Тюрин Сидор, как вспоминала внучка Прасковья, был с большой, живописной шапкой седых, вьющихся волос и седой, курчавой бородой. Он был очень добрый человек и, по всем признакам, был сельским интеллигентом; был грамотен, почитывал газеты, никогда не отказывал соседям при нужде написать письмо или заявление. Повторно он не женился и внуков, двух мальчиков, растил сам. Топил печь, готовил еду: варил щи, пек хлеб и даже пироги. Иногда, с великим трудом вырвавшись от сурового свекра, прибегала дочь, чтобы постирать или в чем другом помочь отцу.
В молодости Сидор работал садовником у помещика (тогда и грамоте обучился), а женившись и обзаведясь хозяйством, сам развел большой сад, в котором вдохновенно, искусно выводил новые сорта яблок и груш. В этом саду, кроме групп традиционных плодовых деревьев, был даже орешник.
Когда внуки выросли, старший женился и переехал – ему дали жилье в другом месте, от работы. Дед Сидор женил второго внука, и после этого жизнь его резко изменилась. Пошли дети в молодой семье, в небольшой хате стало тесновато. У молодайки Ульяши оказался характер настоящей фурии. Деда она невзлюбила, не давала ему житья. (Уже после смерти деда случилось с ней страшная беда: во время работы волосы ее намотало на барабан шерстобитки – несчастную едва не скальпировало. Но лицо осталось изуродованным. Пошла молва – так наказал ее Бог.) Как это порой бывало в русских семьях, она считала, что дед зажился на свете и пора ему на покой. Сидор был вынужден, с помощью любимого внука, сложить себе отдельную крохотную избенку с двумя маленькими оконцами. В ней была русская печь с лежанкой, а под полом он устроил погреб, где тайком хранил запасы для малых внучат Киселевых. Молодая хозяйка поставила дело так: почти всё, что в саду вырастало, должно было идти на продажу. Но деду удавалось ее перехитрить и всегда у него были загодя приготовлены гостинцы для малолеток. Прибегала к нему десятилетняя Паша со старшей сестрой Марусей, помогали: мыли посуду, мыли пол. Бывало, устраивали деду мытье головы, после чего старательно, с удовольствием расчесывали его седые кудри.
У Киселевых Ивана и Федосьи было четверо детей (по старшинству): Мария, Прасковья, Анна, Владимир.
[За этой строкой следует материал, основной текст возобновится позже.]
//! Bounded generate-and-validate loop with a manual-entry fallback.

use tracing::{debug, info, warn};

use crate::commit::generator::MessageGenerator;
use crate::commit::message::{CommitMessage, Validator};
use crate::commit::payload::DiffPayload;
use crate::error::GenerationError;

/// States of the retry loop.
#[derive(Debug, Clone, Copy, PartialEq, Eq)]
pub enum RetryState {
    /// Running attempt `n` (1-based).
    Attempting(u32),
    Success,
    /// Every attempt failed; the user decides whether to type a message.
    ExhaustedAwaitingManualChoice,
    /// The caller supplies the message; it is not validated.
    ManualEntry,
    Aborted,
}

/// Result of a full run of the loop.
#[derive(Debug, Clone, PartialEq, Eq)]
pub enum RetryOutcome {
    Generated {
        message: CommitMessage,
        attempts: u32,
    },
    Exhausted {
        attempts: u32,
        /// The last reply that failed validation, if any reply came back.
        last_reply: Option<String>,
    },
    Aborted(GenerationError),
}

impl RetryOutcome {
    /// The terminal state this outcome corresponds to.
    pub fn state(&self) -> RetryState {
        match self {
            RetryOutcome::Generated { .. } => RetryState::Success,
            RetryOutcome::Exhausted { .. } => RetryState::ExhaustedAwaitingManualChoice,
            RetryOutcome::Aborted(_) => RetryState::Aborted,
        }
    }
}

/// Drives the generator until a valid message comes back or attempts run out.
#[derive(Debug, Clone, Copy)]
pub struct RetryController {
    max_attempts: u32,
    validator: Validator,
}

impl RetryController {
    /// `max_attempts` of zero is treated as one.
    pub fn new(max_attempts: u32, extended_types: bool) -> Self {
        Self {
            max_attempts: max_attempts.max(1),
            validator: Validator::new(extended_types),
        }
    }

    pub fn max_attempts(&self) -> u32 {
        self.max_attempts
    }

    /// Run attempts back to back (no delay) until one validates.
    ///
    /// Invalid replies and retryable failures move on to the next attempt.
    /// A non-retryable failure aborts at once.
    pub async fn run(&self, generator: &MessageGenerator, payload: &DiffPayload) -> RetryOutcome {
        let mut state = RetryState::Attempting(1);
        let mut last_reply = None;

        while let RetryState::Attempting(n) = state {
            match generator.generate(payload).await {
                Ok(reply) => {
                    let parsed = self.validator.parse(&reply);
                    debug!(
                        attempt = n,
                        valid = parsed.is_some(),
                        raw_reply = %reply,
                        "Generation attempt finished"
                    );

                    if let Some(message) = parsed {
                        info!(attempts = n, "Generated a valid commit message");
                        return RetryOutcome::Generated {
                            message,
                            attempts: n,
                        };
                    }
                    warn!(
                        "Attempt {}/{}: reply does not match the commit format",
                        n, self.max_attempts
                    );
                    last_reply = Some(reply);
                }
                Err(e) if e.is_retryable() => {
                    warn!("Attempt {}/{} failed: {}", n, self.max_attempts, e);
                }
                Err(e) => {
                    warn!("Aborting generation: {}", e);
                    return RetryOutcome::Aborted(e);
                }
            }

            state = self.after_failed_attempt(n);
        }

        RetryOutcome::Exhausted {
            attempts: self.max_attempts,
            last_reply,
        }
    }

    fn after_failed_attempt(&self, n: u32) -> RetryState {
        if n < self.max_attempts {
            RetryState::Attempting(n + 1)
        } else {
            RetryState::ExhaustedAwaitingManualChoice
        }
    }
}

/// Resolve the manual-entry question asked after exhaustion.
pub fn resolve_manual_choice(enter_manually: bool) -> RetryState {
    if enter_manually {
        RetryState::ManualEntry
    } else {
        RetryState::Aborted
    }
}
//! Prompt construction for AI-generated commit messages.

use crate::commit::message::CommitType;
use crate::commit::payload::DiffPayload;

/// Build the prompt for generating a single-line commit message.
///
/// Lists the allowed types, the required `type: description` syntax and three
/// worked examples, then appends the diff verbatim.
pub fn build_commit_prompt(diff: &DiffPayload, types: &[CommitType]) -> String {
    let type_list = types
        .iter()
        .map(CommitType::as_str)
        .collect::<Vec<_>>()
        .join(", ");

    let examples = worked_examples(types).join("\n");

    let truncation_note = if diff.truncated {
        "Note: The diff was truncated due to size. Focus on the visible changes.\n\n"
    } else {
        ""
    };

    format!(
        "Generate a single-line Git commit message following the Conventional Commit specification based on the provided git diff.\n\n\
         Types: {type_list}.\n\n\
         The commit message should start with the type, followed by a colon and a space, then a short description. \
         Do not add a scope, a body, quotes or any explanation. Reply with the commit message only.\n\n\
         Examples:\n\
         {examples}\n\n\
         {truncation_note}{diff_text}",
        diff_text = diff.text,
    )
}

fn worked_examples(types: &[CommitType]) -> Vec<&'static str> {
    let mut examples = vec!["feat: add user authentication module"];
    if types.contains(&CommitType::Rename) {
        examples.push("rename: move config file to config/settings.json");
    } else {
        examples.push("fix: handle empty input in config parser");
    }
    if types.contains(&CommitType::Remove) {
        examples.push("remove: delete deprecated API endpoints");
    } else {
        examples.push("docs: document the release process");
    }
    examples
}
У других дедов моих, родителей отца, Соколовых Петра и Ольги детей было шестеро (по старшинству): Виктор (погиб у западной границы в первые месяцы войны), Михаил (умер в Ленинграде при снятии блокады), Георгий, Иван (отец мой), Алексей, Зинаида.
У двоюродных дедов Соколовых Ивана и Натальи, после гражданской войны обосновавшихся в городе на Неве (жили они на улице Моховой) – пятеро: Николай (летчик, погиб в Монголии в 1938), Константин (архитектор, погиб в народном ополчении под Колпино в 1941), Пётр, Александр (художник, преподавал в Академии художеств), Вера.
Из этих скудных сведений можно почерпнуть главное: вопреки всем вызовам времени, как и положено, жизнь продолжалась, судьба каждого человека – гражданина встраивалась в общее дело.
А прошлое… оно всегда остаётся с нами. Вот уже в конце века двадцатого читал письмо матери и не мог избавиться от ощущения, что я как будто уже видел что – то из того, о чём она пишет – несмотря на то, что меня не было на свете, а ей самой, девчонке, было тогда лет десять (пять лет прошло с окончания гражданской войны).